Here is the translation from Italian to English while keeping the HTML intact:
For those who are not familiar with this sweet treat, the Panforte di Siena represents a typical confection of the Tuscan Christmas tradition. The original version is made with almonds and a mixture of honey and spices, as well as both candied and dried fruit. The flavor is very sweet, with an aftertaste of candied fruit and almonds combined with a classic hint of spices. A taste that is manifested in a lighter form in the white version, while it is much more intense in the black one.

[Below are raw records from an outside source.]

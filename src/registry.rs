//! Market Registry
//!
//! In-memory map of tracked markets and their subscription / sequence state.
//!
//! Each market lives in its own `Mutex`-guarded cell. The outer map is only
//! read-locked long enough to fetch the cell's `Arc`, so updates to one market
//! never contend with updates to another.

use parking_lot::{Mutex, RwLock};
use std::collections::HashMap;
use std::sync::atomic::{AtomicU64, Ordering};
use std::sync::Arc;

use crate::book::Book;
use crate::models::{Market, MarketStatus, RecordedTail, Seq, TimestampMs};

// =============================================================================
// Subscription state
// =============================================================================

/// Per-market continuity state. Mutated by the event processor; the
/// connection manager only resets it when continuity is lost.
#[derive(Debug, Clone, Default, PartialEq, Eq)]
pub struct SubscriptionState {
    /// Next sequence number expected. `None` while awaiting a snapshot.
    pub next_sequence: Option<Seq>,
    /// Capture time of the current basis snapshot.
    pub last_snapshot_ts: Option<TimestampMs>,
    /// Exchange subscription id, once acknowledged.
    pub subscription_id: Option<u64>,
    /// Book state is unknown until a fresh snapshot arrives.
    pub stale: bool,
}

/// Outcome of validating a delta's sequence number.
#[derive(Debug, Clone, Copy, PartialEq, Eq)]
pub enum SequenceCheck {
    /// Contiguous; apply it.
    Apply,
    /// Sequence numbers `[expected, observed)` were never seen.
    Gap { expected: Seq, observed: Seq },
    /// Already seen (or older); discard.
    Duplicate,
    /// No basis snapshot yet; discard.
    AwaitingSnapshot,
}

impl SubscriptionState {
    /// State for a market that has just been (re)subscribed.
    pub fn awaiting_snapshot() -> Self {
        Self {
            stale: true,
            ..Self::default()
        }
    }

    pub fn check(&self, seq: Seq) -> SequenceCheck {
        match self.next_sequence {
            None => SequenceCheck::AwaitingSnapshot,
            Some(expected) if seq == expected => SequenceCheck::Apply,
            Some(expected) if seq > expected => SequenceCheck::Gap {
                expected,
                observed: seq,
            },
            Some(_) => SequenceCheck::Duplicate,
        }
    }

    /// Forget continuity; deltas are ignored until the next snapshot.
    pub fn invalidate(&mut self) {
        self.next_sequence = None;
        self.stale = true;
    }
}

// =============================================================================
// Market cell
// =============================================================================

/// Everything the recorder tracks for one market.
#[derive(Debug, Clone)]
pub struct MarketCell {
    pub market: Market,
    pub sub: SubscriptionState,
    /// Whether the market should be subscribed on the live connection.
    pub subscribed: bool,
    /// Live book, kept in step with recorded events.
    pub book: Book,
    /// Largest timestamp recorded for this market (snapshot or delta).
    pub last_event_ts: Option<TimestampMs>,
    /// Sequence number of the last applied snapshot or delta.
    pub last_applied_seq: Option<Seq>,
    /// Deltas applied since the last snapshot was emitted.
    pub deltas_since_snapshot: u64,
    /// Set when a connection drop interrupted a valid basis:
    /// `(last good timestamp, sequence that was expected next)`.
    pub pending_reconnect_gap: Option<(TimestampMs, Seq)>,
}

impl MarketCell {
    pub fn new(market: Market) -> Self {
        Self {
            market,
            sub: SubscriptionState::awaiting_snapshot(),
            subscribed: false,
            book: Book::new(),
            last_event_ts: None,
            last_applied_seq: None,
            deltas_since_snapshot: 0,
            pending_reconnect_gap: None,
        }
    }

    /// Cell for a market that already has persisted history from an earlier
    /// run. New events sort after that history, and the first snapshot
    /// records the downtime as a gap.
    pub fn resume(market: Market, tail: RecordedTail) -> Self {
        let mut cell = Self::new(market);
        cell.last_event_ts = Some(tail.ts);
        cell.pending_reconnect_gap = Some((tail.ts, tail.seq.saturating_add(1)));
        cell
    }

    /// Lowest timestamp the next recorded event may carry.
    pub fn next_ts_floor(&self) -> TimestampMs {
        self.last_event_ts.map(|t| t + 1).unwrap_or(TimestampMs::MIN)
    }
}

/// Whether `register` created a new entry.
#[derive(Debug, Clone, Copy, PartialEq, Eq)]
pub enum RegisterOutcome {
    Inserted,
    AlreadyKnown,
}

// =============================================================================
// Registry
// =============================================================================

pub type CellRef = Arc<Mutex<MarketCell>>;

/// Concurrent market registry.
#[derive(Default)]
pub struct MarketRegistry {
    cells: RwLock<HashMap<String, CellRef>>,
    /// Outstanding subscribe commands: command id -> tickers.
    pending_commands: Mutex<HashMap<u64, Vec<String>>>,
    /// Connection session. Frames tagged with an older session are stale.
    session: AtomicU64,
    /// Persisted history of markets not yet registered in this run.
    history: Mutex<HashMap<String, RecordedTail>>,
}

So if you prefer that category of very aromatic and spicy sweets, then the Panforte is definitely the dessert for you. If, on the other hand, you wish to try a variant of this sweet, paired with a product that perfectly complements the blend of aromas and spices of this delicious dessert, then continue reading this recipe. We are talking about this dessert with Balsamic Vinegar of Modena IGP.
Ingredients
250 g of shelled almonds
100 g of candied orange in cubes
75 g of candied citron in cubes
75 g of strong flour
1 teaspoon (or even two, depending on taste) of Balsamic Vinegar of Modena IGP
5 g of various ground spices (nutmeg, coriander, and cloves)
150 g of orange honey
75 g of powdered sugar
75 g of powdered sugar
1 wafer from Montecatini
Preparation
First, you need to toast the almonds for about ten minutes at 150 degrees in the oven. Then, gather them in a large bowl where you will add flour, the ground spices, the mixed candied fruit of your choice, and of course, the Balsamic Vinegar of Modena IGP. Next, slowly melt the honey in a suitable saucepan, adding the powdered sugar and a heaping tablespoon of water; this will yield a syrup that should be added to the almond mixture, perfectly mixing all the ingredients together.
The final consistency should be quite compact. Once this initial process is complete, proceed to line a round mold with parchment paper; for these quantities, the indicated size is a diameter of 18 cm, which is the most classic size used for Panforte. Next, place the wafer at the bottom. Then distribute the mixture of almonds and honey, smoothing it well with the back of a spoon, and sprinkle the entire surface with plenty of powdered sugar.
Bake the Panforte at 180 degrees for about 30 minutes.
Let it cool for a few minutes and, when it is cold, sprinkle it again with the desired amount of powdered sugar.

Curiosities
As you may have noticed, in this recipe the classic sheet of wafer, which not everyone likes, has been replaced by the wafer from Montecatini. The latter is made with almonds, and thus, it undoubtedly adds much more flavor to the whole mixture.
Advice
Once cold, the Panforte di Siena flavored with Balsamic Vinegar of Modena IGP should be covered (as mentioned earlier) with a coat of white powdered sugar. This not only makes it much more delicious but, if prepared during the holidays, also gives it a distinctly Christmas version.